Netgate Discussion Forum
    • Categories
    • Recent
    • Tags
    • Popular
    • Users
    • Search
    • Register
    • Login

    New Version 2.4.4 - Interface Error --> aq_add_macvlan err -53, aq_error 14

    Scheduled Pinned Locked Moved Problems Installing or Upgrading pfSense Software
    59 Posts 11 Posters 15.6k Views 10 Watching
    Loading More Posts
    • Oldest to Newest
    • Newest to Oldest
    • Most Votes
    Reply
    • Reply as topic
    Log in to reply
    This topic has been deleted. Only users with topic management privileges can see it.
    • J Offline
      Juve
      last edited by

      We experienced a hard reboot during VLAN configuration on the slave node.
      Looks like problem is only occuring when reconfiguring interfaces.

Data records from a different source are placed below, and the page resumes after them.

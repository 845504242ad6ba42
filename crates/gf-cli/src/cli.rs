use crate::commands::Commands;

use clap::Parser;

#[derive(Parser, Debug)]
#[command(name = "gymfit")]
#[command(about = "GymFit session operator CLI")]
#[command(version)]
#[command(propagate_version = true)]
pub struct Cli {
    #[command(subcommand)]
    pub command: Commands,

    /// Start with connectivity marked offline
    #[arg(long, global = true)]
    pub offline: bool,

    /// Pretty-print JSON output
    #[arg(long, global = true)]
    pub pretty: bool,
}
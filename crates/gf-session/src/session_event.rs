use crate::{AuthChange, ConnectivityState, ErrorInfo, FetchTicket};

use gf_core::{Identity, ProfileRecord};

/// Input to the reconciler. Every state change goes through one of these.
#[derive(Debug, Clone)]
pub enum SessionEvent {
    AuthChanged(AuthChange),
    ConnectivityChanged(ConnectivityState),
    FetchCompleted {
        ticket: FetchTicket,
        outcome: Result<ProfileRecord, ErrorInfo>,
    },
    /// A command takes ownership of the session.
    CommandStarted,
    CommandSucceeded {
        generation: u64,
        identity: Identity,
        profile: ProfileRecord,
    },
    CommandFailed {
        generation: u64,
        identity: Option<Identity>,
        error: ErrorInfo,
    },
    /// A command refused to run (e.g. offline) before contacting anything.
    CommandRejected(ErrorInfo),
    /// Record an error without changing phase, identity or profile.
    ErrorRecorded(ErrorInfo),
    /// No-op used to wait until everything queued before it is applied.
    Barrier,
}

/// What applying an event did.
#[derive(Debug, Clone, PartialEq)]
pub enum Transition {
    Applied,
    Unchanged,
    /// A fetch or command outcome that no longer matches the session
    Discarded,
    /// Applied, and a profile fetch must be started for this ticket
    FetchRequested {
        ticket: FetchTicket,
        identity: Identity,
    },
    /// Applied, and the command owns this generation
    CommandGeneration(u64),
}

impl Transition {
    pub fn changed_state(&self) -> bool {
        matches!(
            self,
            Self::Applied | Self::FetchRequested { .. } | Self::CommandGeneration(_)
        )
    }
}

      I'll keep you updated

      1 Reply Last reply Reply Quote 0
      • J Offline
        Juve
        last edited by Juve

        Regarding the crash he message was:
        Fatal trap 9: general protection fault while in kernel mode
        cpuid = 0; apic id = 00
        instruction pointer = 0x20:0xffffffff80e38d40
        stack pointer = 0x28:0xfffffe0b9ceba130
        frame pointer = 0x28:0xfffffe0b9ceba170
        code segment = base 0x0, limit 0xfffff, type 0x1b
        = DPL 0, pres 1, long 1, def32 0, gran 1
        processor eflags = interrupt enabled, resume, IOPL = 0
        current process = 12 (swi4: clock (0))

        the trace is :
        Tracing pid 12 tid 100034 td 0xfffff8000a331620
        carp_master_down_locked() at carp_master_down_locked+0xf0/frame 0xfffffe0b9ceba170
        carp_master_down() at carp_master_down+0x21/frame 0xfffffe0b9ceba190
        softclock_call_cc() at softclock_call_cc+0x13a/frame 0xfffffe0b9ceba240
        softclock() at softclock+0x79/frame 0xfffffe0b9ceba260
        intr_event_execute_handlers() at intr_event_execute_handlers+0xe9/frame 0xfffffe0b9ceba2a0
        ithread_loop() at ithread_loop+0xe7/frame 0xfffffe0b9ceba2f0
        fork_exit() at fork_exit+0x83/frame 0xfffffe0b9ceba330
        fork_trampoline() at fork_trampoline+0xe/frame 0xfffffe0b9ceba330
        --- trap 0, rip = 0, rsp = 0, rbp = 0 ---

        Regarding IXL driver, I noticed that a 1.11.20 version was released in september but but download page wasn't displaying the good driver (IAVF instead of IXL).
        So I emailed Intel today and they fixed the issue and we can now download the 1.11.20 version.
        We will try it tomorrow.

        1 Reply Last reply Reply Quote 0
        • J Offline
          Juve
          last edited by

          So here we are after a lot of trial:

          • we know and are sure that reconfiguring interface capabilities (TSO) while transmitting trafic is what is causing queue hang (like explained in the FreeBSD ticket)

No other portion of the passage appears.